This last one is doing a ton of work for you, because it either cools off the dishes you need to keep cool, heats up the dishes best served warm, or lets you get the flavors just exactly right. And since you can cast the spell multiple times, keeping up to three effects going at once, you can do flavor up to three cubic feet of food all at once–which is a pretty hefty box:

You can fit a lot of dinners in that one, folks.

Create Food and Water

This one is less an “epic fantasy feast” spell and more, you ruined your roast and now you have to figure out what you’re going to do because your dinner guest has arrived and you can’t just pop out the window to purchase fast food and disguise it as your own cooking (which is a delightfully devilish move, to be sure). Instead, create food and water lets you instantly create enough food to sustain up to fifteen humanoids for 24 hours.

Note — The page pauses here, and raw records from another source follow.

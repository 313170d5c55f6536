//! Basic 2D types and tolerances used by every region and site operation.
//!
//! - `GeomCfg`: centralizes epsilons for equality, dedup, conic parameters and
//!   line-intersection determinants.
//! - `Point`: plain `Vector2<f64>`; equality is always eps-aware.
//! - `Segment`: ordered pair of points, doubling as the infinite line through them.
//!
//! References
//! - Code cross-refs: `region::ConvexRegion`, `util::{convex_hull, solve_quadratic}`

use nalgebra::{Matrix2, Vector2};

/// A point (or vector) in the plane.
pub type Point = Vector2<f64>;

/// Geometry configuration (tolerances).
///
/// Defaults are tuned for coordinates of order 1–1000.
#[derive(Clone, Copy, Debug)]
pub struct GeomCfg {
    /// Point equality and point-on-segment distance.
    pub eps_equal: f64,
    /// Dedup of line/boundary intersection points.
    pub eps_dedup: f64,
    /// Slack on the edge parameter `t ∈ [0, 1]` for conic/edge intersections.
    pub eps_param: f64,
    /// Determinant below which two lines count as parallel.
    pub eps_det: f64,
    /// Minimum distance between consecutive bisector endpoints.
    pub eps_step: f64,
    /// Slope difference below which two segments count as parallel.
    pub eps_parallel: f64,
}

impl Default for GeomCfg {
    fn default() -> Self {
        Self {
            eps_equal: 1e-9,
            eps_dedup: 1e-10,
            eps_param: 1e-10,
            eps_det: 1e-12,
            eps_step: 1e-8,
            eps_parallel: 1e-9,
        }
    }
}

/// Coordinate-wise equality within `eps`.
#[inline]
pub fn points_equal(a: Point, b: Point, eps: f64) -> bool {
    (a.x - b.x).abs() < eps && (a.y - b.y).abs() < eps
}

/// Ordered segment `start → end`; also the infinite line through both.
#[derive(Clone, Copy, Debug, PartialEq)]
pub struct Segment {
    pub start: Point,
    pub end: Point,
}

impl Segment {
    #[inline]
    pub fn new(start: Point, end: Point) -> Self {
        Self { start, end }
    }

    #[inline]
    pub fn direction(&self) -> Vector2<f64> {
        self.end - self.start
    }

    #[inline]
    pub fn length(&self) -> f64 {
        self.direction().norm()
    }

    /// Implicit line `a x + b y + c = 0` through `start` and `end`.
    ///
    /// Interior points of a counter-clockwise polygon give a negative value for
    /// every edge, so ratios of these values are ratios of Euclidean distances.
    #[inline]
    pub fn line_coeffs(&self) -> (f64, f64, f64) {
        let (x1, y1) = (self.start.x, self.start.y);
        let (x2, y2) = (self.end.x, self.end.y);
        (y2 - y1, x1 - x2, x2 * y1 - x1 * y2)
    }

    /// Evaluate the implicit line at `p`.
    #[inline]
    pub fn line_value(&self, p: Point) -> f64 {
        let (a, b, c) = self.line_coeffs();
        a * p.x + b * p.y + c
    }

    /// Whether `p` lies on the finite segment (bounding box plus distance to the line).
    pub fn contains_point(&self, p: Point, eps: f64) -> bool {
        let lo_x = self.start.x.min(self.end.x) - eps;
        let hi_x = self.start.x.max(self.end.x) + eps;
        let lo_y = self.start.y.min(self.end.y) - eps;
        let hi_y = self.start.y.max(self.end.y) + eps;
        if p.x < lo_x || p.x > hi_x || p.y < lo_y || p.y > hi_y {
            return false;
        }
        let d = self.direction();
        let len = d.norm();
        if len <= eps {
            return points_equal(p, self.start, eps);
        }
        let cross = d.x * (p.y - self.start.y) - d.y * (p.x - self.start.x);
        (cross / len).abs() < eps
    }

    /// Euclidean distance from `p` to the finite segment.
    pub fn distance_to(&self, p: Point) -> f64 {
        let d = self.direction();
        let len2 = d.norm_squared();
        if len2 == 0.0 {
            return (p - self.start).norm();
        }
        let t = ((p - self.start).dot(&d) / len2).clamp(0.0, 1.0);
        (p - (self.start + d * t)).norm()
    }

    /// Intersection of the two infinite lines; `None` when parallel.
    pub fn line_intersection(&self, other: &Segment, eps_det: f64) -> Option<Point> {
        let d1 = self.direction();
        let d2 = other.direction();
        // start + u d1 = other.start + v d2
        let m = Matrix2::new(d1.x, -d2.x, d1.y, -d2.y);
        let det = m.determinant();
        let scale = d1.norm() * d2.norm();
        if scale == 0.0 || det.abs() <= eps_det * scale {
            return None;
        }
        let rhs = other.start - self.start;
        let u = (rhs.x * (-d2.y) + d2.x * rhs.y) / det;
        Some(self.start + d1 * u)
    }

    /// Intersection of the two finite segments (both must contain the point).
    pub fn segment_intersection(&self, other: &Segment, cfg: &GeomCfg) -> Option<Point> {
        let p = self.line_intersection(other, cfg.eps_det)?;
        if self.contains_point(p, cfg.eps_equal) && other.contains_point(p, cfg.eps_equal) {
            Some(p)
        } else {
            None
        }
    }

    /// Parallel test on the sine of the angle between the two directions.
    pub fn is_parallel(&self, other: &Segment, eps: f64) -> bool {
        let d1 = self.direction();
        let d2 = other.direction();
        let scale = d1.norm() * d2.norm();
        if scale == 0.0 {
            return false;
        }
        ((d1.x * d2.y - d1.y * d2.x) / scale).abs() < eps
    }
}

And while it’s bland but nourishing, with the judicious use of prestidigitation and maybe a glibness or two, you’ll be enjoying delicious food with an obscure regional dialect nickname in no time flat.

Heroes’ Feast

Finally we get to the first of our feasting spells. This is one of the ones that the budding fantasy author side of your DM can really flex their creative description muscles with, as Heroes’ Feast creates a massive, magical feast full of “magnificent food and drink.”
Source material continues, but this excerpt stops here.